(Stored items)
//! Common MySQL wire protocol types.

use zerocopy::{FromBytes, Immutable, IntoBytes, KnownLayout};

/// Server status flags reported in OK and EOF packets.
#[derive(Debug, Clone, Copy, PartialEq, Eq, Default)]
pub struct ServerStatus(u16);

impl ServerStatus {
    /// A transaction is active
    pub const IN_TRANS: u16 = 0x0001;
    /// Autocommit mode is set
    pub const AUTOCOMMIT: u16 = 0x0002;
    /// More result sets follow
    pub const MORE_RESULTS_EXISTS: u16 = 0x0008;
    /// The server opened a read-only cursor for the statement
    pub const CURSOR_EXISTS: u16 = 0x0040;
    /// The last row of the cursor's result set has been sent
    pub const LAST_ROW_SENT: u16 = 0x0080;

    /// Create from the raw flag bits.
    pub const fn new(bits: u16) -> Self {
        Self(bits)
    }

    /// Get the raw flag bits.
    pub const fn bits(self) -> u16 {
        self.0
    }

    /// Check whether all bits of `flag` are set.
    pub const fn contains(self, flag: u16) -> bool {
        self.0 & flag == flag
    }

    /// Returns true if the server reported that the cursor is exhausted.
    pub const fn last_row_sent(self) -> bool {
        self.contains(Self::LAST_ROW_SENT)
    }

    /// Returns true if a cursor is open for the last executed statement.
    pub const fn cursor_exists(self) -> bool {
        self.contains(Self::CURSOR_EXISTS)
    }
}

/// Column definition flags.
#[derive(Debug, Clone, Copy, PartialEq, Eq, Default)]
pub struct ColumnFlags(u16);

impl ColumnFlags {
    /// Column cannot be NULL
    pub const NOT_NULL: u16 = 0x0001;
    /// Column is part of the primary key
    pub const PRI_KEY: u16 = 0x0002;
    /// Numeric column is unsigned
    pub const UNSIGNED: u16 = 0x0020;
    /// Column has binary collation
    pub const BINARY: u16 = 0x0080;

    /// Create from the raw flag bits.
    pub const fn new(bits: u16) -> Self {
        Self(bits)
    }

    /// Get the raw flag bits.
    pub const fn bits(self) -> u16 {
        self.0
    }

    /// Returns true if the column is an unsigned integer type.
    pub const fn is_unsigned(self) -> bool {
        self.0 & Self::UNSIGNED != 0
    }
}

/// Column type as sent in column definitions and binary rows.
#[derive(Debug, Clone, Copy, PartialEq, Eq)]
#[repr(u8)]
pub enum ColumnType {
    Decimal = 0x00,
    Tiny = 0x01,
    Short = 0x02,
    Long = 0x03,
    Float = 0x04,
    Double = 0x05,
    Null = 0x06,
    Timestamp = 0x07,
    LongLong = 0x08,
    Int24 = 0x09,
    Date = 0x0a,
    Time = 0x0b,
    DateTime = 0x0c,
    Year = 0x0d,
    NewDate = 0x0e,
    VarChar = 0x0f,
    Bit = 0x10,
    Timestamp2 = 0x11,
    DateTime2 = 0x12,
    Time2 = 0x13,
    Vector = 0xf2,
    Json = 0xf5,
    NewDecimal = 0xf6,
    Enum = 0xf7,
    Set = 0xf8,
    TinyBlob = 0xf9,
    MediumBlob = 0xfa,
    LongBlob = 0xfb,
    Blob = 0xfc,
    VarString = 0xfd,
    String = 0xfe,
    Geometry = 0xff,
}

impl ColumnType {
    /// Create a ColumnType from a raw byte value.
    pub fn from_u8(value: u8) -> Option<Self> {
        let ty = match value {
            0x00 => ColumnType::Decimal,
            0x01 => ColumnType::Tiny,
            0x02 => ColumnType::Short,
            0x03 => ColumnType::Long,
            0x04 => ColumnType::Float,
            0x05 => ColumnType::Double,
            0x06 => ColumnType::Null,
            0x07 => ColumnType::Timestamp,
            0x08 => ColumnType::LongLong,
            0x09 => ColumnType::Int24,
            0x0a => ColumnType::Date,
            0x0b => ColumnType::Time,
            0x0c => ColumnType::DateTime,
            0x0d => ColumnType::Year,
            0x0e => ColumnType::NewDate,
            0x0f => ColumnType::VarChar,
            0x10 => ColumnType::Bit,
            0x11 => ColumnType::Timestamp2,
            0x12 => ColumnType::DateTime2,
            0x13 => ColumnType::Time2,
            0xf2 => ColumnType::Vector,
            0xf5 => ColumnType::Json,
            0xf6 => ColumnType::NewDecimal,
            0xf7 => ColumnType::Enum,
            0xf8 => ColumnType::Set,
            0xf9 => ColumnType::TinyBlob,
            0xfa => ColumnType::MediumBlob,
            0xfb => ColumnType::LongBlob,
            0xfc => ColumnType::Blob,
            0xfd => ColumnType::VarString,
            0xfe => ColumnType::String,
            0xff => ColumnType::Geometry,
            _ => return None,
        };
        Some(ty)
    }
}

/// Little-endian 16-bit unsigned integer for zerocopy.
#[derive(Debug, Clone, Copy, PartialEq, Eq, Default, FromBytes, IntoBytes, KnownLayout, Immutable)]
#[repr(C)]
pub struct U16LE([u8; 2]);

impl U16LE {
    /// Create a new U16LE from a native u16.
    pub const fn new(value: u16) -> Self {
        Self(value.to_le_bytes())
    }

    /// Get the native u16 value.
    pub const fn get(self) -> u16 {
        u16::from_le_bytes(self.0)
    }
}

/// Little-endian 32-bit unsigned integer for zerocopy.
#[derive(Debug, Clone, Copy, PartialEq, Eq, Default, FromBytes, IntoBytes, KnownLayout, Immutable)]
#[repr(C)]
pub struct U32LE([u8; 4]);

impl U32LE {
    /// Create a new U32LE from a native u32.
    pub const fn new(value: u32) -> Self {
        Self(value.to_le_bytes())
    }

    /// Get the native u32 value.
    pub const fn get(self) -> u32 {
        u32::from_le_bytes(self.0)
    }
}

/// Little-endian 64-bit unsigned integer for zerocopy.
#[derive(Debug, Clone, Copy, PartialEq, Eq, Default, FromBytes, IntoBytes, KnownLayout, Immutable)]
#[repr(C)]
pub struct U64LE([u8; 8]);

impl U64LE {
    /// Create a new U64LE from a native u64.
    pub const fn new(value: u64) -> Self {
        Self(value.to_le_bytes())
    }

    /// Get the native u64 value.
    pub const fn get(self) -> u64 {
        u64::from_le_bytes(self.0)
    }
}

* [Exercise requirements] Tell how many lines above contain the word "Little". Nothing but the number is needed.

* [Task output] 3